1428 Elm: I think the comedy is natural, but then you always have to think because I’ve noticed in some shows if the silence is off or the beat goes just too long or doesn’t land right, it can ruin the joke or detract from the humor of the situation. I imagine a lot goes into that from an editorial standpoint.
Greg: Totally. It’s just watching the takes over and over again and comparing them against each other. You put one in and try it, and then sometimes you change the scene partner’s take; you do this dance and keep doing it and then eventually you play it back and are like, “Oh, there it is!” And it’s being open to it, and that’s the thing; you know it when you see it.
1428 Elm: I know the show has been billed as a limited series, but as you said, you guys only adapted a part of the book. So I’m curious, have there been any conversations about continuing it?
Greg: I’m not sure I would be on that high level of conversation about it. I’ve certainly said, “hey, if we do Season 2 there is stuff we could do,” and they’re just like, “oh, no, it’s one season, don’t jinx us!”

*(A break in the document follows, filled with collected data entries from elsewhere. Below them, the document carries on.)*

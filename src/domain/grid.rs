/// TileGrid: the level's tile layer.
///
/// Cells are stored row-major in a flat vector. Coordinates are signed so
/// callers can probe past the edges: anything outside `[0,width)×[0,height)`
/// reads as `Wall`, which closes the level without explicit border tiles.
///
/// The only runtime mutation besides `set_tile` is `break_tile`
/// (Dirt / Breakable → Empty).

use super::geom::Rect;
use super::tile::TileType;

/// World units per cell edge.
pub const TILE_SIZE: f32 = 32.0;

#[derive(Clone, Debug, PartialEq)]
pub struct TileGrid {
    width: usize,
    height: usize,
    cells: Vec<TileType>,
}

impl TileGrid {
    pub fn new(width: usize, height: usize) -> Self {
        TileGrid {
            width,
            height,
            cells: vec![TileType::Empty; width * height],
        }
    }

    pub fn width(&self) -> usize {
        self.width
    }

    pub fn height(&self) -> usize {
        self.height
    }

    #[inline]
    fn index(&self, x: i32, y: i32) -> Option<usize> {
        if x < 0 || y < 0 {
            return None;
        }
        let (x, y) = (x as usize, y as usize);
        if x < self.width && y < self.height {
            Some(y * self.width + x)
        } else {
            None
        }
    }

    /// Tile at cell (x, y). Out of bounds = Wall.
    #[inline]
    pub fn tile_at(&self, x: i32, y: i32) -> TileType {
        match self.index(x, y) {
            Some(i) => self.cells[i],
            None => TileType::Wall,
        }
    }

    /// Overwrite a cell. Out of bounds is ignored.
    pub fn set_tile(&mut self, x: i32, y: i32, tile: TileType) {
        if let Some(i) = self.index(x, y) {
            self.cells[i] = tile;
        }
    }

    /// Dirt / Breakable become Empty; anything else is left alone.
    pub fn break_tile(&mut self, x: i32, y: i32) {
        if let Some(i) = self.index(x, y) {
            if self.cells[i].is_breakable() {
                self.cells[i] = TileType::Empty;
            }
        }
    }

    /// World rectangle covered by cell (x, y).
    pub fn cell_rect(x: i32, y: i32) -> Rect {
        Rect::new(x as f32 * TILE_SIZE, y as f32 * TILE_SIZE, TILE_SIZE, TILE_SIZE)
    }

    /// Cell containing the world point (wx, wy).
    pub fn cell_of(wx: f32, wy: f32) -> (i32, i32) {
        ((wx / TILE_SIZE).floor() as i32, (wy / TILE_SIZE).floor() as i32)
    }

    /// Every cell whose rectangle strictly overlaps `rect`, row-major.
    /// Cells past the edges are included and report Wall.
    pub fn tiles_overlapping(&self, rect: &Rect) -> Vec<(i32, i32, TileType, Rect)> {
        if rect.w <= 0.0 || rect.h <= 0.0 {
            return vec![];
        }
        let (x0, y0) = Self::cell_of(rect.x, rect.y);
        let x1 = (rect.right() / TILE_SIZE).ceil() as i32 - 1;
        let y1 = (rect.bottom() / TILE_SIZE).ceil() as i32 - 1;

        let mut out = Vec::with_capacity(((x1 - x0 + 1) * (y1 - y0 + 1)).max(0) as usize);
        for cy in y0..=y1 {
            for cx in x0..=x1 {
                let cell = Self::cell_rect(cx, cy);
                if cell.intersects(rect) {
                    out.push((cx, cy, self.tile_at(cx, cy), cell));
                }
            }
        }
        out
    }

    /// Is any solid tile under the strip just below `rect`'s bottom edge?
    pub fn has_floor_below(&self, rect: &Rect) -> bool {
        let probe = Rect::new(rect.x, rect.bottom(), rect.w, 1.0);
        self.tiles_overlapping(&probe).iter().any(|(_, _, t, _)| t.is_solid())
    }

    /// Row-major iterator over in-bounds cells.
    pub fn cells(&self) -> impl Iterator<Item = (i32, i32, TileType)> + '_ {
        let w = self.width;
        self.cells
            .iter()
            .enumerate()
            .map(move |(i, &t)| ((i % w) as i32, (i / w) as i32, t))
    }
}

#[cfg(test)]
mod tests {
    use super::*;

    fn grid_from(rows: &[&str]) -> TileGrid {
        let mut g = TileGrid::new(rows[0].len(), rows.len());
        for (y, row) in rows.iter().enumerate() {
            for (x, ch) in row.chars().enumerate() {
                let t = match ch {
                    '#' => TileType::Wall,
                    '=' => TileType::Floor,
                    '%' => TileType::Dirt,
                    'B' => TileType::Breakable,
                    'R' => TileType::Rock,
                    _ => TileType::Empty,
                };
                g.set_tile(x as i32, y as i32, t);
            }
        }
        g
    }

    #[test]
    fn out_of_bounds_is_wall() {
        let g = grid_from(&["   ", "   "]);
        for &(x, y) in &[(-1, 0), (0, -1), (3, 0), (0, 2), (-5, -5), (100, 100)] {
            assert_eq!(g.tile_at(x, y), TileType::Wall, "({x},{y})");
        }
        assert_eq!(g.tile_at(2, 1), TileType::Empty);
    }

    #[test]
    fn set_out_of_bounds_is_noop() {
        let mut g = grid_from(&["  "]);
        let before = g.clone();
        g.set_tile(5, 0, TileType::Floor);
        g.set_tile(-1, 0, TileType::Floor);
        assert_eq!(g, before);
    }

    #[test]
    fn break_only_affects_breakables() {
        let mut g = grid_from(&["#=R%B"]);
        let before = g.clone();
        g.break_tile(0, 0);
        g.break_tile(1, 0);
        g.break_tile(2, 0);
        assert_eq!(g, before);

        g.break_tile(3, 0);
        g.break_tile(4, 0);
        assert_eq!(g.tile_at(3, 0), TileType::Empty);
        assert_eq!(g.tile_at(4, 0), TileType::Empty);
    }

    #[test]
    fn break_is_idempotent() {
        let mut once = grid_from(&["B "]);
        once.break_tile(0, 0);
        let mut twice = grid_from(&["B "]);
        twice.break_tile(0, 0);
        twice.break_tile(0, 0);
        assert_eq!(once, twice);
        // Off-grid break is silently ignored
        twice.break_tile(-3, 9);
        assert_eq!(once, twice);
    }

    #[test]
    fn overlapping_cells_are_row_major() {
        let g = grid_from(&["    ", "    ", "    "]);
        // Straddles cells (1,0),(2,0),(1,1),(2,1)
        let r = Rect::new(40.0, 10.0, 40.0, 30.0);
        let cells: Vec<(i32, i32)> = g.tiles_overlapping(&r).iter().map(|c| (c.0, c.1)).collect();
        assert_eq!(cells, vec![(1, 0), (2, 0), (1, 1), (2, 1)]);
    }

    #[test]
    fn overlapping_includes_border_walls() {
        let g = grid_from(&["  "]);
        let r = Rect::new(-8.0, 0.0, 16.0, 16.0);
        let cells = g.tiles_overlapping(&r);
        assert_eq!(cells[0].0, -1);
        assert_eq!(cells[0].2, TileType::Wall);
        assert_eq!(cells[1].2, TileType::Empty);
    }

    #[test]
    fn edge_aligned_rect_touches_no_extra_cells() {
        let g = grid_from(&["  ", "  "]);
        let r = Rect::new(0.0, 0.0, TILE_SIZE, TILE_SIZE);
        assert_eq!(g.tiles_overlapping(&r).len(), 1);
    }

    #[test]
    fn floor_probe() {
        let g = grid_from(&["  ", "= "]);
        assert!(g.has_floor_below(&Rect::new(0.0, 0.0, 32.0, 32.0)));
        assert!(!g.has_floor_below(&Rect::new(33.0, 0.0, 30.0, 32.0)));
    }
}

You never know. There have been so many shows; Big Little Lies was one season, and Mare of Easttown they’re talking about bringing back for a second season, so you never know. When people respond really well, it’s kind of hard to say no. So, never say never.
1428 Elm: I feel like the term “limited series” doesn’t mean much these days.
Greg: It just means you don’t have to pitch Season 2 while you’re in the middle of editing Season 1 [Laughs].
This interview has been edited for length and clarity.
The entire first season of Brand New Cherry Flavor is now streaming on Netflix.